*Exercise objective*: Please copy every line with the string "display" from the entries below.

Excerpts from a dataset:
[Start of section]
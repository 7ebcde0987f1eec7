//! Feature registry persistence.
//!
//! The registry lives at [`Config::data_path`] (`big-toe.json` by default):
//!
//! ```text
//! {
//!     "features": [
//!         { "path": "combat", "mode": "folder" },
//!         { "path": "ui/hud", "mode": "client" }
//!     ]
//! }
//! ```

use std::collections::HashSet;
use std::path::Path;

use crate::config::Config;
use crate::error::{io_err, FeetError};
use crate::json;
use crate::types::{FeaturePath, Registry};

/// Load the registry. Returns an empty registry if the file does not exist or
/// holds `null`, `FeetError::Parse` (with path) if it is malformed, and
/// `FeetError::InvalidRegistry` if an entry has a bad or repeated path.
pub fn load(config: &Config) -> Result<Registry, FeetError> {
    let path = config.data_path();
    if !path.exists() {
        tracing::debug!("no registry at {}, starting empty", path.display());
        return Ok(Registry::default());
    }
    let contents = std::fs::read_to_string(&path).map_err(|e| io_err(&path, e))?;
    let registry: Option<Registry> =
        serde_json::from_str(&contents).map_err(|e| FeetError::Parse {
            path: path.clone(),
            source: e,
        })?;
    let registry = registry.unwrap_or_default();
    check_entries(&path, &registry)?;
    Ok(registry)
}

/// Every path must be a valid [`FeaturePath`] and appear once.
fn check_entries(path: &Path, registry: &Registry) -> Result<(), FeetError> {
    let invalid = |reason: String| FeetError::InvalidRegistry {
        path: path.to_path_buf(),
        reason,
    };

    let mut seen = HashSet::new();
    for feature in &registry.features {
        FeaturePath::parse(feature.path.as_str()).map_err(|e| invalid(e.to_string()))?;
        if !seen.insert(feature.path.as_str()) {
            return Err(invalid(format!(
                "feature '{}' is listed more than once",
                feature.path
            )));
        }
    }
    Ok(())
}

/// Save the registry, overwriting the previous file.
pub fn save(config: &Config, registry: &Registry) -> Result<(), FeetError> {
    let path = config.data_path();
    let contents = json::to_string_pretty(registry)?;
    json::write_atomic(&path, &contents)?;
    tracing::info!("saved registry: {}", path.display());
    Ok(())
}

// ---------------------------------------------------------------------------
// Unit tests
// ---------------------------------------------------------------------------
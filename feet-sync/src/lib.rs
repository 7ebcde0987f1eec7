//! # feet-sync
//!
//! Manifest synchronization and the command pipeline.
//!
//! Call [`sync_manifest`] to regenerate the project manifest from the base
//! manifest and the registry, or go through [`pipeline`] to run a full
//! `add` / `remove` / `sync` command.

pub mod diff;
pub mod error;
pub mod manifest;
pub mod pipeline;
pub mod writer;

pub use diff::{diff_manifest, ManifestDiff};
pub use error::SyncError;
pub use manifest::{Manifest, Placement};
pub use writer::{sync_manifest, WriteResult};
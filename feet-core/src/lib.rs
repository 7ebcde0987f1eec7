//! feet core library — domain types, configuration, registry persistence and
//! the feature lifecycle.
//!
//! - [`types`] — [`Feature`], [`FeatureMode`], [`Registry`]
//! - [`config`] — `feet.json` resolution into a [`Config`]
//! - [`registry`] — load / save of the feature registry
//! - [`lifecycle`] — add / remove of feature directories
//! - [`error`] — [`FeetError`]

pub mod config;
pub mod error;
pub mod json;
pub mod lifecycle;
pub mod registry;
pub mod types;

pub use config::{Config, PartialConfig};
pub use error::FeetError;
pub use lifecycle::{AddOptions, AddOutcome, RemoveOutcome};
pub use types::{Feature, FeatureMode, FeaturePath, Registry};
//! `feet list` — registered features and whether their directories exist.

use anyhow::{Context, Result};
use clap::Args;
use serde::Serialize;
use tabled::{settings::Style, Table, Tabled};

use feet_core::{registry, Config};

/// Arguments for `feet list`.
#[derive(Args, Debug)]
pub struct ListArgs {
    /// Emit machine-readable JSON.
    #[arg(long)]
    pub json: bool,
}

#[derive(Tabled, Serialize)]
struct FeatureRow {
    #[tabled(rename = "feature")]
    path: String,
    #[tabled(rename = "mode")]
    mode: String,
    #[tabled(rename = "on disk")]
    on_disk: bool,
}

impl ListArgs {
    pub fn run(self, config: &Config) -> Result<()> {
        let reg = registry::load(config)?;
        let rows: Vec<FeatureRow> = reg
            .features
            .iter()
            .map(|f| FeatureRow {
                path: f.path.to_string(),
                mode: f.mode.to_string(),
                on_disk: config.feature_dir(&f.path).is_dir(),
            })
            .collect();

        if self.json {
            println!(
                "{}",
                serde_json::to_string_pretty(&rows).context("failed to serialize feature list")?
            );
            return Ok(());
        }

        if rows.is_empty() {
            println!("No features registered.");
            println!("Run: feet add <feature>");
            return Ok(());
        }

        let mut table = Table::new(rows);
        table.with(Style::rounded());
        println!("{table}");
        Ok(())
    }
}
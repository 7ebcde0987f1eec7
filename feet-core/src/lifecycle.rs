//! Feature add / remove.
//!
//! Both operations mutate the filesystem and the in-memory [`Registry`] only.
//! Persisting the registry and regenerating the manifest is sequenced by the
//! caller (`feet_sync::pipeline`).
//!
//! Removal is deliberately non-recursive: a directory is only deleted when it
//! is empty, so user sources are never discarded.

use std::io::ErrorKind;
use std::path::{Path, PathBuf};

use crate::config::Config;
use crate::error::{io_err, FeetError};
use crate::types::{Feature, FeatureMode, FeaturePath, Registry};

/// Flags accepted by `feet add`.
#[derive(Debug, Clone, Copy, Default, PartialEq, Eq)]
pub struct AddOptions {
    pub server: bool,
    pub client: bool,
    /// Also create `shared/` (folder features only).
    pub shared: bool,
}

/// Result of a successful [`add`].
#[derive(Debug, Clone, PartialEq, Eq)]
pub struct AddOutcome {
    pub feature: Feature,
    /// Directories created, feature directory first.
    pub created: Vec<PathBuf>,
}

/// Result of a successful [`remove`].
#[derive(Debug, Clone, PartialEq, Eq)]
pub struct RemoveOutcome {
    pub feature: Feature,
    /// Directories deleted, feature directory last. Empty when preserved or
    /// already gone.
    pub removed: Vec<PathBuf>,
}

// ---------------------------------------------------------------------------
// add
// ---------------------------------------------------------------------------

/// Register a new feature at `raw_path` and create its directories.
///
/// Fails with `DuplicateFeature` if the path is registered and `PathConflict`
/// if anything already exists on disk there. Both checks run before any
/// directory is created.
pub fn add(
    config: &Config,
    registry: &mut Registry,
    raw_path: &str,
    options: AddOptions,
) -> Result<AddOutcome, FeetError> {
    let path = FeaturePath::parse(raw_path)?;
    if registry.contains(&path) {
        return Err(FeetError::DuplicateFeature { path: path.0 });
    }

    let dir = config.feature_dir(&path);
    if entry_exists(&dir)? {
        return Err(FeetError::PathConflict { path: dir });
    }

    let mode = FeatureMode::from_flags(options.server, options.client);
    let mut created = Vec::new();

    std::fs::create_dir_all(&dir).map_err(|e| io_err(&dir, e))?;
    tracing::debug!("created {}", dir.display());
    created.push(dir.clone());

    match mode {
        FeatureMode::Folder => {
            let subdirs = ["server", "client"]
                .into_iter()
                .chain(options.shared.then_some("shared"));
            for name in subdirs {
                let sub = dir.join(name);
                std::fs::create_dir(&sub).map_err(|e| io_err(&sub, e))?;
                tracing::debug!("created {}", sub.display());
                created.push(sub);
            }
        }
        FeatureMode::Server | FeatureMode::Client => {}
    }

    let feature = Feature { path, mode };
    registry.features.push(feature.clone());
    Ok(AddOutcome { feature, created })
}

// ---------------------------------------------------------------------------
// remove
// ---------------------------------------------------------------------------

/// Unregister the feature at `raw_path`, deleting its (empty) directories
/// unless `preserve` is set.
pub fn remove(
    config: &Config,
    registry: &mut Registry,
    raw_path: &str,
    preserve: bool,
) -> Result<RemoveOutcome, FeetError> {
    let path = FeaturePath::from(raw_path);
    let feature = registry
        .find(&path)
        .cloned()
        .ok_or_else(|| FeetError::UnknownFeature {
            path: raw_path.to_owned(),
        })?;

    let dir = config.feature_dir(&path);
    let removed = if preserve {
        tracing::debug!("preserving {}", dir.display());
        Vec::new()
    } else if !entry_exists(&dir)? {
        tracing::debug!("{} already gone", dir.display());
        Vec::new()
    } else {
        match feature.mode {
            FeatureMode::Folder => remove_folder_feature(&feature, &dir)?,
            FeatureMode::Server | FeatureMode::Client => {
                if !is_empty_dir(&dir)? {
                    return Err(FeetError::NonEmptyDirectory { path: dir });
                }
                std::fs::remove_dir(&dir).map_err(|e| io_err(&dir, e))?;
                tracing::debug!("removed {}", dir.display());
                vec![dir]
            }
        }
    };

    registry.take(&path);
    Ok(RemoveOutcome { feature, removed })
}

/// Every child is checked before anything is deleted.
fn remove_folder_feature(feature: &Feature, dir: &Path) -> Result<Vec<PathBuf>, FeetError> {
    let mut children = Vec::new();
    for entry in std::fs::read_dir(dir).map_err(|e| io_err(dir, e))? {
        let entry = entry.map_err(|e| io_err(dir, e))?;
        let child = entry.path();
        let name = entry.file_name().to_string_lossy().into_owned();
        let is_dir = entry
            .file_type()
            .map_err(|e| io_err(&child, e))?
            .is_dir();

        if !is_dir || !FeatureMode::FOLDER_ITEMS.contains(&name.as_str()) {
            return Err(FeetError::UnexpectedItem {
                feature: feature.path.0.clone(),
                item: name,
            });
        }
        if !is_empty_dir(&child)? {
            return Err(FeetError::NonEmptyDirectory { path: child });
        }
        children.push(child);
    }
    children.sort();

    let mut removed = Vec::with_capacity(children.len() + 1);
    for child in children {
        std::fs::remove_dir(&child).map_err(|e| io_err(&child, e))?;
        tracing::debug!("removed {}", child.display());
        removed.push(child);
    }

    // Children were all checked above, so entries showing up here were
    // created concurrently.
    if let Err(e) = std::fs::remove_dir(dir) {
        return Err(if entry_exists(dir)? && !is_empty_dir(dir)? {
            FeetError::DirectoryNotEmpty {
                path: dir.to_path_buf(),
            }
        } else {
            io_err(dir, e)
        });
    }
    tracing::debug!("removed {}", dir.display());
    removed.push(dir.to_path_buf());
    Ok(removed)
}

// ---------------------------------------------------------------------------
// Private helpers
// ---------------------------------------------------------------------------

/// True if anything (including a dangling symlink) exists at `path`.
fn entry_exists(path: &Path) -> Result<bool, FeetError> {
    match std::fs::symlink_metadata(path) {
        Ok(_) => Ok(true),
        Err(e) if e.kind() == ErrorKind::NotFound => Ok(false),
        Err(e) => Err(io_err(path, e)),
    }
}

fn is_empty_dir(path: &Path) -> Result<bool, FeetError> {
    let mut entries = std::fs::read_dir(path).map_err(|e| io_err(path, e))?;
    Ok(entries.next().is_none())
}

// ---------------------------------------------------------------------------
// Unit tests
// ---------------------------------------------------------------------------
[End of section]
*Completed task*:
        tracing::debug!("no registry at {}, starting empty", path.display());
    tracing::info!("saved registry: {}", path.display());
    tracing::debug!("created {}", dir.display());
                tracing::debug!("created {}", sub.display());
        tracing::debug!("preserving {}", dir.display());
        tracing::debug!("{} already gone", dir.display());
                tracing::debug!("removed {}", dir.display());
        tracing::debug!("removed {}", child.display());
    tracing::debug!("removed {}", dir.display());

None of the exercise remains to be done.